Search the material below for the word "CoverageConfig" and copy every line in which it occurs.
Material for this exercise section start
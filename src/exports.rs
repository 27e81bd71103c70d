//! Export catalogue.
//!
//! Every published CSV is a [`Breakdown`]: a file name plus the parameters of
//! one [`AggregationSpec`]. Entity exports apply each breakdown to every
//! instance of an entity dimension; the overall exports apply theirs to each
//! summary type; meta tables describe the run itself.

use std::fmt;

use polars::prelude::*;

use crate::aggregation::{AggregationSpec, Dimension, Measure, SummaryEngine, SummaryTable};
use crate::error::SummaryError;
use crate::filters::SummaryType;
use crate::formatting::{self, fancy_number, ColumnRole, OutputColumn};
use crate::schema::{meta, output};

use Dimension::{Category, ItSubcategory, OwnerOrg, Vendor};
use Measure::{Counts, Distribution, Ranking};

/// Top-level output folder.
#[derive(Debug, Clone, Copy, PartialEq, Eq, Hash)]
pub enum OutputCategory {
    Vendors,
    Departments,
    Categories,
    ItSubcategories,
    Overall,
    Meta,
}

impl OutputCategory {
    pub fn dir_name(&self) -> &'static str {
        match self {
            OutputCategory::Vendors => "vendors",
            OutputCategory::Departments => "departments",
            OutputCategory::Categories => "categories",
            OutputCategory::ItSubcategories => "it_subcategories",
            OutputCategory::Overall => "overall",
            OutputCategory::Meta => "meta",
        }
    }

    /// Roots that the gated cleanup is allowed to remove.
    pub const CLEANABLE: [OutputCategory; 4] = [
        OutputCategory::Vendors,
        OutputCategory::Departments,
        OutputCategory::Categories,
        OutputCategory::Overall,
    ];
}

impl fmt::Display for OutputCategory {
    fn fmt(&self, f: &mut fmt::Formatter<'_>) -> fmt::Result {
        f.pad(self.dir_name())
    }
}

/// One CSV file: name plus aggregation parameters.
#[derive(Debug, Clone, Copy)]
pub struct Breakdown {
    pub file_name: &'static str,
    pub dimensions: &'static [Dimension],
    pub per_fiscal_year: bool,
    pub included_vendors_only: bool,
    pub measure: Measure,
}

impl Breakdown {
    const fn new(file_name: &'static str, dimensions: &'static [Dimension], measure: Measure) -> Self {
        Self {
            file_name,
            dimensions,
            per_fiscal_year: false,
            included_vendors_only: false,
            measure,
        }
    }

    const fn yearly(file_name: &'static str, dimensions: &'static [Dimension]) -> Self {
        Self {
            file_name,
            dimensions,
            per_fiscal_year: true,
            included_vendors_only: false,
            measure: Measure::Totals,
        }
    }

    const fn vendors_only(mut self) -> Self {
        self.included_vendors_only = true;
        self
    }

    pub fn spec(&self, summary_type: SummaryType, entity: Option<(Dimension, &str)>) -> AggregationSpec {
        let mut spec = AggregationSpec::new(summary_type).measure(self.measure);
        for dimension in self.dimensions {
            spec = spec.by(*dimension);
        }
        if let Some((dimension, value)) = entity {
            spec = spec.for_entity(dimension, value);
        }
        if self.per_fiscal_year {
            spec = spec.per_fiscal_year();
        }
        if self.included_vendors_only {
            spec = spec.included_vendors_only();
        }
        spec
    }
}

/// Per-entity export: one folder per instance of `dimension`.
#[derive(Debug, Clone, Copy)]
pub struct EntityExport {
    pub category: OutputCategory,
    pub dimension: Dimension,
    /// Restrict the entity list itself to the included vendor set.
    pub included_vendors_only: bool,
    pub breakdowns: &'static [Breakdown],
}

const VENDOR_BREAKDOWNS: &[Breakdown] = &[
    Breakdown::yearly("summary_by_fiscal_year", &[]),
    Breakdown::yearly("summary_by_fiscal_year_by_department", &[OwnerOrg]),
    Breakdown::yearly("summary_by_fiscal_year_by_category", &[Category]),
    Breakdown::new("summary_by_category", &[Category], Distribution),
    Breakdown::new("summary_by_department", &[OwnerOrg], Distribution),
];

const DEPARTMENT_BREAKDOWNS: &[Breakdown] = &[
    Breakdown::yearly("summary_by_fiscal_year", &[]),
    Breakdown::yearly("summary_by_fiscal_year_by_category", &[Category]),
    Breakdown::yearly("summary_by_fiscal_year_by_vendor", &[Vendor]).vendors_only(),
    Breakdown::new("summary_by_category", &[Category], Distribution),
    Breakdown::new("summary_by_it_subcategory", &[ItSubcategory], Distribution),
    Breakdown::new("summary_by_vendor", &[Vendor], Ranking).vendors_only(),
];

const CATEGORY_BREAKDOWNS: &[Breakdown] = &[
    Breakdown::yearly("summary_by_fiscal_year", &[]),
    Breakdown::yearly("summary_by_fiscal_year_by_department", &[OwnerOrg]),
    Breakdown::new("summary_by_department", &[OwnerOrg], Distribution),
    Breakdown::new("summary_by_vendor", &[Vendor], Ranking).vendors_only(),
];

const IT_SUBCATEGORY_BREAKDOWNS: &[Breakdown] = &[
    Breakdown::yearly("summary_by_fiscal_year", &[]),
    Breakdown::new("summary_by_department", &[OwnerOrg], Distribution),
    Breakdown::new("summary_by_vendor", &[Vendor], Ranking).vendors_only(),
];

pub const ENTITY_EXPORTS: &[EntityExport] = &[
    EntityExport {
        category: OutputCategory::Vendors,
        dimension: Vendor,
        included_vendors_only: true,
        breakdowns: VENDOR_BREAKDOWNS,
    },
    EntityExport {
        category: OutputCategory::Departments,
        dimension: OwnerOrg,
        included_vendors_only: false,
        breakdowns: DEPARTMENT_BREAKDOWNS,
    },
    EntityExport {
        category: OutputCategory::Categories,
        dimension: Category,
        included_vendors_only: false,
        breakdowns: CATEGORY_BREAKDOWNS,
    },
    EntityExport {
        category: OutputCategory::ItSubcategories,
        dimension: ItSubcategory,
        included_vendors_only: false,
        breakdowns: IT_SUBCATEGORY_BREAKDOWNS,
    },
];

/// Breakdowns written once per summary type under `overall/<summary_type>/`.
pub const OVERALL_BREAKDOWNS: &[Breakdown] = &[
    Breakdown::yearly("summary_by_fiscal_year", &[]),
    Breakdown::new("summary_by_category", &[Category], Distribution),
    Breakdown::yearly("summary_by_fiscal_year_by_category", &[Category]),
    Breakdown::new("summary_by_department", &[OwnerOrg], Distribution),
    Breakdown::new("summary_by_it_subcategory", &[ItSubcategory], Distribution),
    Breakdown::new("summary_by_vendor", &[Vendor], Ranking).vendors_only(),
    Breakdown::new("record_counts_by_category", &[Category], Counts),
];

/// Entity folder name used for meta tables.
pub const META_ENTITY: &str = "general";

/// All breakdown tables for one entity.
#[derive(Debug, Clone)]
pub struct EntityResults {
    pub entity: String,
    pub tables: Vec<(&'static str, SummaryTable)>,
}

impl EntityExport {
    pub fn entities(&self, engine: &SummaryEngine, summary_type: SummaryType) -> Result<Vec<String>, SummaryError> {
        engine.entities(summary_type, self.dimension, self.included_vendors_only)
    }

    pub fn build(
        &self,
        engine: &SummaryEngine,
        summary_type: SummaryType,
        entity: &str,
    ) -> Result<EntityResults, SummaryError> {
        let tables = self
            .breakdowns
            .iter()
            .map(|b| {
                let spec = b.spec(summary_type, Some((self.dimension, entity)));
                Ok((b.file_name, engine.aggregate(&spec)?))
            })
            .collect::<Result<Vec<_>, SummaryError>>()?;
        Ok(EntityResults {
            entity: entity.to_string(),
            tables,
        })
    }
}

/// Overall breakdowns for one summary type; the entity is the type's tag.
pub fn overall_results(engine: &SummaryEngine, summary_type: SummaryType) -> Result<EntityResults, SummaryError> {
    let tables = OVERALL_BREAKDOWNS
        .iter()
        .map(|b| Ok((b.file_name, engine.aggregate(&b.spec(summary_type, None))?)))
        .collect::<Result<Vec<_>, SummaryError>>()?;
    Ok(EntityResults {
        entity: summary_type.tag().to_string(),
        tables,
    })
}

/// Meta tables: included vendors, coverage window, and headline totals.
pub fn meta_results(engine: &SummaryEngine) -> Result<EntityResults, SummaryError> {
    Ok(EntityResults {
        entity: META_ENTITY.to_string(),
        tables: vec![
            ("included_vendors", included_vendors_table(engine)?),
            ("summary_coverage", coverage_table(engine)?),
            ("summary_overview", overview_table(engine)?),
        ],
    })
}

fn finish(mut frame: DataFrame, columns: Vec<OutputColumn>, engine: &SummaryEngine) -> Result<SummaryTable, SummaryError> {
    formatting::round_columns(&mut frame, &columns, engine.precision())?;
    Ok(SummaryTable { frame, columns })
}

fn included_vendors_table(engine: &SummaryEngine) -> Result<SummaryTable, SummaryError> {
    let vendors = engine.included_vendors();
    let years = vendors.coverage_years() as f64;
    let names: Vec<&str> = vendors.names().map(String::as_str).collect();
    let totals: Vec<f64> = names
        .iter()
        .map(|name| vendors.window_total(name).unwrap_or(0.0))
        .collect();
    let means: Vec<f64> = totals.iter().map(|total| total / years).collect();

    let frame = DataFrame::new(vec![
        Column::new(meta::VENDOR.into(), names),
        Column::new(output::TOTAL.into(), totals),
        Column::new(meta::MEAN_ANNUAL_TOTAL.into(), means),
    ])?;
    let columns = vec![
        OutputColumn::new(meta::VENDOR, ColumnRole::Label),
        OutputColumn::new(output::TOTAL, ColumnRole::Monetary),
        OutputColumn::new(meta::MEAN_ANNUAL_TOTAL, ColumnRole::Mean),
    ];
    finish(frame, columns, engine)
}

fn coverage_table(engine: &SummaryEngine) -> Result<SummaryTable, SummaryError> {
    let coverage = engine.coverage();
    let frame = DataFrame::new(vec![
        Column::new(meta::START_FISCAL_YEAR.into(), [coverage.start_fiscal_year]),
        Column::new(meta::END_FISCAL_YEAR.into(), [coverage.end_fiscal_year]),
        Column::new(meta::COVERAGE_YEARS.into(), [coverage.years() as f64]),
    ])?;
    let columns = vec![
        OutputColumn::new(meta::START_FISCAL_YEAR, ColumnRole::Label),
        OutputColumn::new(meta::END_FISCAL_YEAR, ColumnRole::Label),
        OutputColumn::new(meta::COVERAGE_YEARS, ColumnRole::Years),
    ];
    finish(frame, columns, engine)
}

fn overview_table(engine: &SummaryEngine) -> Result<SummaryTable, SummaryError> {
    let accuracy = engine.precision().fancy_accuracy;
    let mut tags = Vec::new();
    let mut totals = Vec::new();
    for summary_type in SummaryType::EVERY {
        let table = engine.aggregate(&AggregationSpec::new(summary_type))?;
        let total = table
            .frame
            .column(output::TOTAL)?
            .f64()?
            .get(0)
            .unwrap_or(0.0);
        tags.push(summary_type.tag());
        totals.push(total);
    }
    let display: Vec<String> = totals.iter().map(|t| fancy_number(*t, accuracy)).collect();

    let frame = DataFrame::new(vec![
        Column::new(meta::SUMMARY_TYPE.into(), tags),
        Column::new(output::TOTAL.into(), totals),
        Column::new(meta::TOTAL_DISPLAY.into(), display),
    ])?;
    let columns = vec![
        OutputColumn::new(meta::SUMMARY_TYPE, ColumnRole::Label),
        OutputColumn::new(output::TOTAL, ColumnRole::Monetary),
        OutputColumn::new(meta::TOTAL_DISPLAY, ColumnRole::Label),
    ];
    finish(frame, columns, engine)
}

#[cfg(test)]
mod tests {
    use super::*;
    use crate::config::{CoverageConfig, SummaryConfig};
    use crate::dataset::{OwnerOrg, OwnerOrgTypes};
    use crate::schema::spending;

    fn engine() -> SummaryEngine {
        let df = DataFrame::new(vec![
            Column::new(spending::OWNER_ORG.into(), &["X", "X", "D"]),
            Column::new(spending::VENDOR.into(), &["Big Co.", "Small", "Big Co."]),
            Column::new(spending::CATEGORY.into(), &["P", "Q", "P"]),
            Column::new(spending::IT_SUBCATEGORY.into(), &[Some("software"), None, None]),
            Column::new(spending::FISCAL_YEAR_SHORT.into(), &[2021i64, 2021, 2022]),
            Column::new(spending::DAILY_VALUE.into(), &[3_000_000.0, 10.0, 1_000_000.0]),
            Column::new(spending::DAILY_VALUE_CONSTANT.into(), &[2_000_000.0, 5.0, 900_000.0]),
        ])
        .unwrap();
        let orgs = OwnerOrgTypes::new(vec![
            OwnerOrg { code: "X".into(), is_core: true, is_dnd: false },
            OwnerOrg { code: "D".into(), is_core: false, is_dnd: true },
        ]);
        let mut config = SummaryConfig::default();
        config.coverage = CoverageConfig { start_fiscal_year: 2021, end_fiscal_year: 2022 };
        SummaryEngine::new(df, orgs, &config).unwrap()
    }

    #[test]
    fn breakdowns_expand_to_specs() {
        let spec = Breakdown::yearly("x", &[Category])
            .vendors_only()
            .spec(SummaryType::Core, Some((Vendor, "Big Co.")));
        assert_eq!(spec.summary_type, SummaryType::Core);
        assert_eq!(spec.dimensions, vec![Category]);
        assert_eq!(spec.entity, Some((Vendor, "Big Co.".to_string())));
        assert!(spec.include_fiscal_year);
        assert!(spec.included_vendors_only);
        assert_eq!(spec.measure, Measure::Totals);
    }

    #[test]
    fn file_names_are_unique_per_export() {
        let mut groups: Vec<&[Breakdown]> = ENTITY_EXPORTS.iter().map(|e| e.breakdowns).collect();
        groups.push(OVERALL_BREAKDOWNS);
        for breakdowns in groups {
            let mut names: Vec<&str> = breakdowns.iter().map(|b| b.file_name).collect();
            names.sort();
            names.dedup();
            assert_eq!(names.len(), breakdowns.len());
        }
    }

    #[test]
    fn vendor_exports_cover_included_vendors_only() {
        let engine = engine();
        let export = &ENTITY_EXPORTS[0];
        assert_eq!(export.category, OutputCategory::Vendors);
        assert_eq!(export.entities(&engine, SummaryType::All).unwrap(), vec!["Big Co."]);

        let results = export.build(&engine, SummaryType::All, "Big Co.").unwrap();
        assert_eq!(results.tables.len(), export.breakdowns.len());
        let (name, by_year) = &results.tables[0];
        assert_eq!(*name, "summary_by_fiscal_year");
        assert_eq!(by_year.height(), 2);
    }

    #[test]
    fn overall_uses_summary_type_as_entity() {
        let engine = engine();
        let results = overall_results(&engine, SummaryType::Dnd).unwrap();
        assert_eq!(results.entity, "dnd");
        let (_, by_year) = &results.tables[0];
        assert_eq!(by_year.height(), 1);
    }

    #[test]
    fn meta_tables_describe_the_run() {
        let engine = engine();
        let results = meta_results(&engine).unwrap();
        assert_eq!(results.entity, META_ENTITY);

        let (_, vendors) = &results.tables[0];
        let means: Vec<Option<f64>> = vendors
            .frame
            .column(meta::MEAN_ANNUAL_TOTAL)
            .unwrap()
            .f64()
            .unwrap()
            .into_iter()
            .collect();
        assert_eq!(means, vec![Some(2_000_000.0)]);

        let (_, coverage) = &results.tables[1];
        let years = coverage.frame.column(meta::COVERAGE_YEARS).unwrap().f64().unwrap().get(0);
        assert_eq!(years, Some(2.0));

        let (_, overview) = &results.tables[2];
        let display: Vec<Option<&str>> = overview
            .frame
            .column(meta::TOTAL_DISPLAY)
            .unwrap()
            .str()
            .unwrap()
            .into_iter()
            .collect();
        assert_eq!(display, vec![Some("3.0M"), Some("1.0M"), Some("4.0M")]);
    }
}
Material for this exercise section end
#### Result of the exercise:
    use crate::config::{CoverageConfig, SummaryConfig};
        config.coverage = CoverageConfig { start_fiscal_year: 2021, end_fiscal_year: 2022 };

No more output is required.